## Stored data
******************************

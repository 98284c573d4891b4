use std::time::Duration;

use async_trait::async_trait;
use reqwest::Client;
use tracing::debug;

use crate::{error::ProviderError, model::ForecastRequest};

use super::{ForecastProvider, raw::RawForecast};

pub const DEFAULT_BASE_URL: &str = "https://api.darksky.net";
pub const DEFAULT_TIMEOUT: Duration = Duration::from_secs(30);

/// Client for the Dark Sky forecast API (and compatible drop-in services).
#[derive(Debug, Clone)]
pub struct DarkSkyProvider {
    base_url: String,
    http: Client,
}

impl DarkSkyProvider {
    pub fn new() -> Result<Self, ProviderError> {
        Self::with_base_url(DEFAULT_BASE_URL)
    }

    /// Point the client at another host, e.g. a self-hosted mirror or a test server.
    pub fn with_base_url(base_url: impl Into<String>) -> Result<Self, ProviderError> {
        Self::with_options(base_url, DEFAULT_TIMEOUT)
    }

    pub fn with_options(
        base_url: impl Into<String>,
        timeout: Duration,
    ) -> Result<Self, ProviderError> {
        let http = Client::builder()
            .user_agent(concat!("weatherpane/", env!("CARGO_PKG_VERSION")))
            .timeout(timeout)
            .build()?;

        let base_url = base_url.into().trim_end_matches('/').to_string();

        Ok(Self { base_url, http })
    }

    pub fn base_url(&self) -> &str {
        &self.base_url
    }
}

#[async_trait]
impl ForecastProvider for DarkSkyProvider {
    async fn fetch(&self, request: &ForecastRequest) -> Result<RawForecast, ProviderError> {
        if request.api_key.trim().is_empty() {
            return Err(ProviderError::MissingApiKey);
        }

        // The key is part of the path, so only the location is logged.
        debug!(
            base_url = %self.base_url,
            lat = request.latitude,
            lon = request.longitude,
            units = %request.units,
            lang = %request.language,
            "Fetching forecast"
        );

        let url = format!(
            "{}/forecast/{}/{},{}",
            self.base_url, request.api_key, request.latitude, request.longitude
        );

        let res = self
            .http
            .get(&url)
            .query(&[
                ("units", request.units.as_str()),
                ("lang", request.language.as_str()),
                ("exclude", "minutely"),
                ("extend", "hourly"),
            ])
            .send()
            .await
            .map_err(|e| ProviderError::Http(e.without_url()))?;

        let status = res.status();
        let body = res.text().await.map_err(|e| ProviderError::Http(e.without_url()))?;

        if !status.is_success() {
            return Err(ProviderError::Status {
                status: status.as_u16(),
                body: truncate_body(&body),
            });
        }

        Ok(serde_json::from_str(&body)?)
    }
}

fn truncate_body(body: &str) -> String {
    const MAX: usize = 200;
    match body.char_indices().nth(MAX) {
        Some((cut, _)) => format!("{}...", &body[..cut]),
        None => body.to_string(),
    }
}
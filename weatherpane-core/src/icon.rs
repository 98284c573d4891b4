//! Maps provider icon codes to icon asset names.
//!
//! Codes look like `<condition>-day` or `<condition>-night`. Asset names drop
//! the hyphens and the `day` token; night variants get an `nt_` prefix.

use std::path::PathBuf;

/// Asset shown when a code has no matching icon.
pub const UNKNOWN_ICON: &str = "unknown";

/// Asset key for an icon code, e.g. `clear-night` -> `nt_clear`.
pub fn icon_key(code: &str) -> String {
    let key = code.replace('-', "").replace("day", "");
    if key.contains("night") {
        format!("nt_{}", key.replace("night", ""))
    } else {
        key
    }
}

/// Something that can turn an asset key into a loadable icon.
pub trait IconCatalog {
    fn lookup(&self, key: &str) -> Option<PathBuf>;
}

/// Icons stored as `<dir>/<key>.png`.
#[derive(Debug, Clone)]
pub struct DirectoryCatalog {
    dir: PathBuf,
}

impl DirectoryCatalog {
    pub fn new(dir: impl Into<PathBuf>) -> Self {
        Self { dir: dir.into() }
    }
}

impl IconCatalog for DirectoryCatalog {
    fn lookup(&self, key: &str) -> Option<PathBuf> {
        let path = self.dir.join(format!("{key}.png"));
        path.is_file().then_some(path)
    }
}

/// Resolve an icon, falling back to [`UNKNOWN_ICON`] and then to no icon.
pub fn resolve_icon(code: &str, catalog: &dyn IconCatalog) -> Option<PathBuf> {
    let key = icon_key(code);
    catalog.lookup(&key).or_else(|| {
        tracing::debug!(code, key = %key, "No icon asset, using fallback");
        catalog.lookup(UNKNOWN_ICON)
    })
}
//! Error types for the refresh pipeline.
//!
//! None of these reach the display layer; a failed cycle is logged and the
//! previously published state stays in place.

use std::time::Duration;

use thiserror::Error;

/// Failure talking to the forecast provider.
#[derive(Debug, Error)]
pub enum ProviderError {
    #[error("No API key configured. Hint: run `weatherpane configure` and enter your API key.")]
    MissingApiKey,

    #[error("HTTP request failed: {0}")]
    Http(#[from] reqwest::Error),

    #[error("Provider returned status {status}: {body}")]
    Status { status: u16, body: String },

    #[error("Failed to decode provider response: {0}")]
    Decode(#[from] serde_json::Error),
}

/// The provider payload lacked something the display needs.
#[derive(Debug, Error, PartialEq)]
pub enum MapError {
    #[error("Forecast payload is missing `{0}`")]
    MissingField(String),

    #[error("Forecast payload has an out-of-range timestamp at `{path}`: {value}")]
    InvalidTimestamp { path: String, value: i64 },
}

/// One refresh cycle failed. The store was left untouched.
#[derive(Debug, Error)]
pub enum RefreshError {
    #[error("Configuration error: {0:#}")]
    Config(anyhow::Error),

    #[error(transparent)]
    Provider(#[from] ProviderError),

    #[error(transparent)]
    Map(#[from] MapError),

    #[error("Provider did not respond within {0:?}")]
    Timeout(Duration),
}
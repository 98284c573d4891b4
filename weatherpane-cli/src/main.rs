//! Binary crate for the `weatherpane` terminal display.
//!
//! This crate focuses on:
//! - Parsing CLI arguments
//! - Interactive configuration
//! - Rendering the published state as text panels

use clap::Parser;
use tracing_subscriber::EnvFilter;

mod cli;
mod panel;

#[tokio::main]
async fn main() -> anyhow::Result<()> {
    // Logs go to stderr so stdout stays the display surface.
    tracing_subscriber::fmt()
        .with_env_filter(
            EnvFilter::try_from_default_env()
                .unwrap_or_else(|_| "weatherpane=info,weatherpane_core=info".into()),
        )
        .with_writer(std::io::stderr)
        .with_target(true)
        .init();

    let cmd = cli::Cli::parse();
    cmd.run().await
}
use anyhow::{Context, Result, anyhow};
use directories::ProjectDirs;
use serde::{Deserialize, Serialize};
use std::{
    fs,
    path::{Path, PathBuf},
};

use crate::model::{Language, Units};

/// Top-level configuration stored on disk.
///
/// Example TOML:
/// ```toml
/// api_key = "..."
/// latitude = 47.6
/// longitude = -122.3
/// units = "us"
/// lang = "en"
/// ```
#[derive(Debug, Clone, PartialEq, Serialize, Deserialize)]
#[serde(default)]
pub struct Config {
    pub api_key: String,
    pub longitude: f64,
    pub latitude: f64,
    /// Provider unit system, e.g. "us" or "si".
    pub units: String,
    pub lang: String,
    /// Display scale factor. Only read by the display layer.
    pub scale: f64,
    /// Start the display full screen. Only read by the display layer.
    pub fullscreen: bool,
}

impl Default for Config {
    fn default() -> Self {
        Self {
            api_key: String::new(),
            longitude: 0.0,
            latitude: 0.0,
            units: "us".to_string(),
            lang: "en".to_string(),
            scale: 1.0,
            fullscreen: false,
        }
    }
}

impl Config {
    pub fn units(&self) -> Result<Units> {
        self.units.parse().context("Invalid `units` in configuration")
    }

    pub fn language(&self) -> Result<Language> {
        self.lang.parse().context("Invalid `lang` in configuration")
    }

    /// Load config from `path`, or defaults if it doesn't exist yet.
    pub fn load_from(path: &Path) -> Result<Self> {
        if !path.exists() {
            // First run: no config file, return defaults.
            return Ok(Self::default());
        }

        let contents = fs::read_to_string(path)
            .with_context(|| format!("Failed to read config file: {}", path.display()))?;

        let cfg: Config = toml::from_str(&contents)
            .with_context(|| format!("Failed to parse config file: {}", path.display()))?;

        Ok(cfg)
    }

    /// Save config to `path`, creating parent directories as needed.
    pub fn save_to(&self, path: &Path) -> Result<()> {
        if let Some(parent) = path.parent() {
            fs::create_dir_all(parent).with_context(|| {
                format!("Failed to create config directory: {}", parent.display())
            })?;
        }

        let toml =
            toml::to_string_pretty(self).context("Failed to serialize configuration to TOML")?;

        fs::write(path, toml)
            .with_context(|| format!("Failed to write config file: {}", path.display()))?;

        Ok(())
    }

    /// Path to the config file.
    pub fn config_file_path() -> Result<PathBuf> {
        let dirs = ProjectDirs::from("dev", "weatherpane", "weatherpane")
            .ok_or_else(|| anyhow!("Could not determine platform config directory"))?;

        Ok(dirs.config_dir().join("config.toml"))
    }
}

/// Where the scheduler gets its configuration from on each refresh cycle.
pub trait ConfigSource: Send + Sync {
    fn load(&self) -> Result<Config>;
}

/// Re-reads the config file on every call, so edits apply on the next cycle.
#[derive(Debug, Clone)]
pub struct FileConfigSource {
    path: PathBuf,
}

impl FileConfigSource {
    pub fn new(path: impl Into<PathBuf>) -> Self {
        Self { path: path.into() }
    }

    pub fn default_location() -> Result<Self> {
        Ok(Self::new(Config::config_file_path()?))
    }

    pub fn path(&self) -> &Path {
        &self.path
    }
}

impl ConfigSource for FileConfigSource {
    fn load(&self) -> Result<Config> {
        Config::load_from(&self.path)
    }
}

/// A fixed configuration, loaded once.
#[derive(Debug, Clone, Default)]
pub struct StaticConfig(pub Config);

impl ConfigSource for StaticConfig {
    fn load(&self) -> Result<Config> {
        Ok(self.0.clone())
    }
}

#[cfg(test)]
mod tests {
    use super::*;

    #[test]
    fn defaults_match_documented_values() {
        let cfg = Config::default();

        assert_eq!(cfg.api_key, "");
        assert_eq!(cfg.longitude, 0.0);
        assert_eq!(cfg.latitude, 0.0);
        assert_eq!(cfg.units().unwrap(), Units::Us);
        assert_eq!(cfg.language().unwrap(), Language::En);
        assert_eq!(cfg.scale, 1.0);
        assert!(!cfg.fullscreen);
    }

    #[test]
    fn partial_toml_fills_in_defaults() {
        let cfg: Config = toml::from_str("api_key = \"KEY\"\nlatitude = 51.5\n").unwrap();

        assert_eq!(cfg.api_key, "KEY");
        assert_eq!(cfg.latitude, 51.5);
        assert_eq!(cfg.units, "us");
        assert_eq!(cfg.lang, "en");
    }

    #[test]
    fn invalid_units_is_reported_with_context() {
        let cfg = Config { units: "furlongs".into(), ..Config::default() };
        let err = cfg.units().unwrap_err();

        assert!(err.to_string().contains("Invalid `units`"));
    }

    #[test]
    fn missing_file_loads_defaults() {
        let dir = tempfile::tempdir().unwrap();
        let cfg = Config::load_from(&dir.path().join("nope.toml")).unwrap();

        assert_eq!(cfg, Config::default());
    }

    #[test]
    fn save_then_load_from_nested_path() {
        let dir = tempfile::tempdir().unwrap();
        let path = dir.path().join("nested").join("config.toml");

        let cfg = Config {
            api_key: "KEY".into(),
            longitude: -122.3,
            latitude: 47.6,
            units: "si".into(),
            lang: "de".into(),
            scale: 1.5,
            fullscreen: true,
        };
        cfg.save_to(&path).unwrap();

        assert_eq!(Config::load_from(&path).unwrap(), cfg);
    }

    #[test]
    fn file_source_picks_up_edits() {
        let dir = tempfile::tempdir().unwrap();
        let path = dir.path().join("config.toml");
        let source = FileConfigSource::new(&path);

        assert_eq!(source.load().unwrap().lang, "en");

        Config { lang: "fr".into(), ..Config::default() }.save_to(&path).unwrap();
        assert_eq!(source.load().unwrap().lang, "fr");
    }

    #[test]
    fn unparseable_file_is_an_error() {
        let dir = tempfile::tempdir().unwrap();
        let path = dir.path().join("config.toml");
        fs::write(&path, "latitude = \"north\"").unwrap();

        let err = Config::load_from(&path).unwrap_err();
        assert!(err.to_string().contains("Failed to parse config file"));
    }
}
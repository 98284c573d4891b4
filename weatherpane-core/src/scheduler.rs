//! Periodic clock and forecast refresh.
//!
//! Two independent tokio tasks write into the [`StateStore`]: a fast clock
//! that publishes the formatted local time, and a slow refresh that runs the
//! fetch-map-publish cycle. A slow provider never delays the clock.
//!
//! A failed cycle is logged and the next attempt happens on the next regular
//! tick. There is no retry or backoff.

use std::{
    sync::{Arc, Mutex, PoisonError},
    time::Duration,
};

use chrono::{Local, NaiveDateTime};
use tokio::{
    runtime::{Handle, TryCurrentError},
    sync::watch,
    task::JoinHandle,
    time::{Instant, MissedTickBehavior, interval_at},
};
use tracing::{debug, info, warn};

use crate::{
    config::ConfigSource,
    error::RefreshError,
    mapper::map_forecast,
    model::ForecastRequest,
    provider::ForecastProvider,
    store::StateStore,
};

/// Clock text format, e.g. `Sun, Jun 30  10:55:29 PM`.
pub const CLOCK_FORMAT: &str = "%a, %b %-d  %-I:%M:%S %p";

pub fn format_clock(now: NaiveDateTime) -> String {
    now.format(CLOCK_FORMAT).to_string()
}

#[derive(Debug, Clone, Copy, PartialEq, Eq)]
pub struct SchedulerTimings {
    pub clock_initial_delay: Duration,
    pub clock_period: Duration,
    pub refresh_initial_delay: Duration,
    pub refresh_period: Duration,
    /// Upper bound for a single provider call.
    pub fetch_timeout: Duration,
}

impl Default for SchedulerTimings {
    fn default() -> Self {
        Self {
            clock_initial_delay: Duration::from_millis(100),
            clock_period: Duration::from_millis(500),
            refresh_initial_delay: Duration::from_millis(100),
            refresh_period: Duration::from_secs(5 * 60),
            fetch_timeout: Duration::from_secs(60),
        }
    }
}

struct Inner {
    provider: Arc<dyn ForecastProvider>,
    config: Arc<dyn ConfigSource>,
    store: StateStore,
    timings: SchedulerTimings,
}

struct Running {
    shutdown: watch::Sender<bool>,
    clock: JoinHandle<()>,
    refresh: JoinHandle<()>,
}

/// Owns the clock and refresh tasks.
///
/// Dropping the scheduler without calling [`stop`](Self::stop) also ends both
/// tasks, since their shutdown channel closes.
pub struct RefreshScheduler {
    inner: Arc<Inner>,
    running: Mutex<Option<Running>>,
}

impl RefreshScheduler {
    pub fn new(
        provider: Arc<dyn ForecastProvider>,
        config: Arc<dyn ConfigSource>,
        store: StateStore,
    ) -> Self {
        Self::with_timings(provider, config, store, SchedulerTimings::default())
    }

    pub fn with_timings(
        provider: Arc<dyn ForecastProvider>,
        config: Arc<dyn ConfigSource>,
        store: StateStore,
        timings: SchedulerTimings,
    ) -> Self {
        Self {
            inner: Arc::new(Inner { provider, config, store, timings }),
            running: Mutex::new(None),
        }
    }

    pub fn store(&self) -> &StateStore {
        &self.inner.store
    }

    pub fn is_running(&self) -> bool {
        self.running.lock().unwrap_or_else(PoisonError::into_inner).is_some()
    }

    /// Spawn the clock and refresh tasks on the current tokio runtime.
    ///
    /// Does nothing if they are already running. Fails when called outside a
    /// tokio runtime.
    pub fn start(&self) -> Result<(), TryCurrentError> {
        let mut running = self.running.lock().unwrap_or_else(PoisonError::into_inner);
        if running.is_some() {
            debug!("Scheduler already running");
            return Ok(());
        }

        let runtime = Handle::try_current()?;
        let (shutdown, shutdown_rx) = watch::channel(false);
        let clock = runtime.spawn(run_clock(self.inner.clone(), shutdown_rx.clone()));
        let refresh = runtime.spawn(run_refresh(self.inner.clone(), shutdown_rx));

        info!(
            clock_period = ?self.inner.timings.clock_period,
            refresh_period = ?self.inner.timings.refresh_period,
            "Scheduler started"
        );

        *running = Some(Running { shutdown, clock, refresh });
        Ok(())
    }

    /// Stop both tasks and wait for them to finish. Safe to call repeatedly.
    ///
    /// An in-flight refresh is abandoned without publishing.
    pub async fn stop(&self) {
        let running = self.running.lock().unwrap_or_else(PoisonError::into_inner).take();
        let Some(running) = running else {
            return;
        };

        running.shutdown.send_replace(true);
        for (name, handle) in [("clock", running.clock), ("refresh", running.refresh)] {
            if let Err(e) = handle.await {
                warn!(task = name, error = %e, "Scheduler task ended abnormally");
            }
        }

        info!("Scheduler stopped");
    }

    /// Run one fetch-map-publish cycle now.
    ///
    /// On error the store is left exactly as it was.
    pub async fn refresh_once(&self) -> Result<(), RefreshError> {
        self.inner.refresh_once().await
    }
}

impl Inner {
    async fn refresh_once(&self) -> Result<(), RefreshError> {
        let config = self.config.load().map_err(RefreshError::Config)?;
        let request = ForecastRequest::from_config(&config).map_err(RefreshError::Config)?;

        let timeout = self.timings.fetch_timeout;
        let raw = tokio::time::timeout(timeout, self.provider.fetch(&request))
            .await
            .map_err(|_| RefreshError::Timeout(timeout))??;

        let mapped = map_forecast(&raw, self.store.slot_indices())?;

        // One hand-off per cycle: consumers never see a partial update.
        self.store.weather().update(|snapshot| mapped.apply(snapshot));

        info!(
            summary = %mapped.current.summary,
            slots = mapped.slots.len(),
            "Forecast refreshed"
        );
        Ok(())
    }
}

async fn run_clock(inner: Arc<Inner>, mut shutdown: watch::Receiver<bool>) {
    let timings = inner.timings;
    let mut ticker = interval_at(Instant::now() + timings.clock_initial_delay, timings.clock_period);
    ticker.set_missed_tick_behavior(MissedTickBehavior::Delay);

    loop {
        tokio::select! {
            _ = shutdown.changed() => break,
            _ = ticker.tick() => {
                let text = format_clock(Local::now().naive_local());
                inner.store.current_time_text().set(text);
            }
        }
    }
}

async fn run_refresh(inner: Arc<Inner>, mut shutdown: watch::Receiver<bool>) {
    let timings = inner.timings;
    let mut ticker =
        interval_at(Instant::now() + timings.refresh_initial_delay, timings.refresh_period);
    // A cycle that overruns its period pushes the next one back instead of
    // firing a burst, so cycles never overlap.
    ticker.set_missed_tick_behavior(MissedTickBehavior::Delay);

    loop {
        tokio::select! {
            _ = shutdown.changed() => break,
            _ = ticker.tick() => {}
        }

        tokio::select! {
            _ = shutdown.changed() => break,
            result = inner.refresh_once() => {
                if let Err(e) = result {
                    warn!(error = %e, "Forecast refresh failed, keeping previous data");
                }
            }
        }
    }
}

******************************

## Your instructions
From the entries above, write out only the lines starting at the line that holds "#[serde(default)]" and ending at the line that holds "if let Some(parent)", keeping both and matching them exactly.

## The answer
#[serde(default)]
pub struct Config {
    pub api_key: String,
    pub longitude: f64,
    pub latitude: f64,
    /// Provider unit system, e.g. "us" or "si".
    pub units: String,
    pub lang: String,
    /// Display scale factor. Only read by the display layer.
    pub scale: f64,
    /// Start the display full screen. Only read by the display layer.
    pub fullscreen: bool,
}

impl Default for Config {
    fn default() -> Self {
        Self {
            api_key: String::new(),
            longitude: 0.0,
            latitude: 0.0,
            units: "us".to_string(),
            lang: "en".to_string(),
            scale: 1.0,
            fullscreen: false,
        }
    }
}

impl Config {
    pub fn units(&self) -> Result<Units> {
        self.units.parse().context("Invalid `units` in configuration")
    }

    pub fn language(&self) -> Result<Language> {
        self.lang.parse().context("Invalid `lang` in configuration")
    }

    /// Load config from `path`, or defaults if it doesn't exist yet.
    pub fn load_from(path: &Path) -> Result<Self> {
        if !path.exists() {
            // First run: no config file, return defaults.
            return Ok(Self::default());
        }

        let contents = fs::read_to_string(path)
            .with_context(|| format!("Failed to read config file: {}", path.display()))?;

        let cfg: Config = toml::from_str(&contents)
            .with_context(|| format!("Failed to parse config file: {}", path.display()))?;

        Ok(cfg)
    }

    /// Save config to `path`, creating parent directories as needed.
    pub fn save_to(&self, path: &Path) -> Result<()> {
        if let Some(parent) = path.parent() {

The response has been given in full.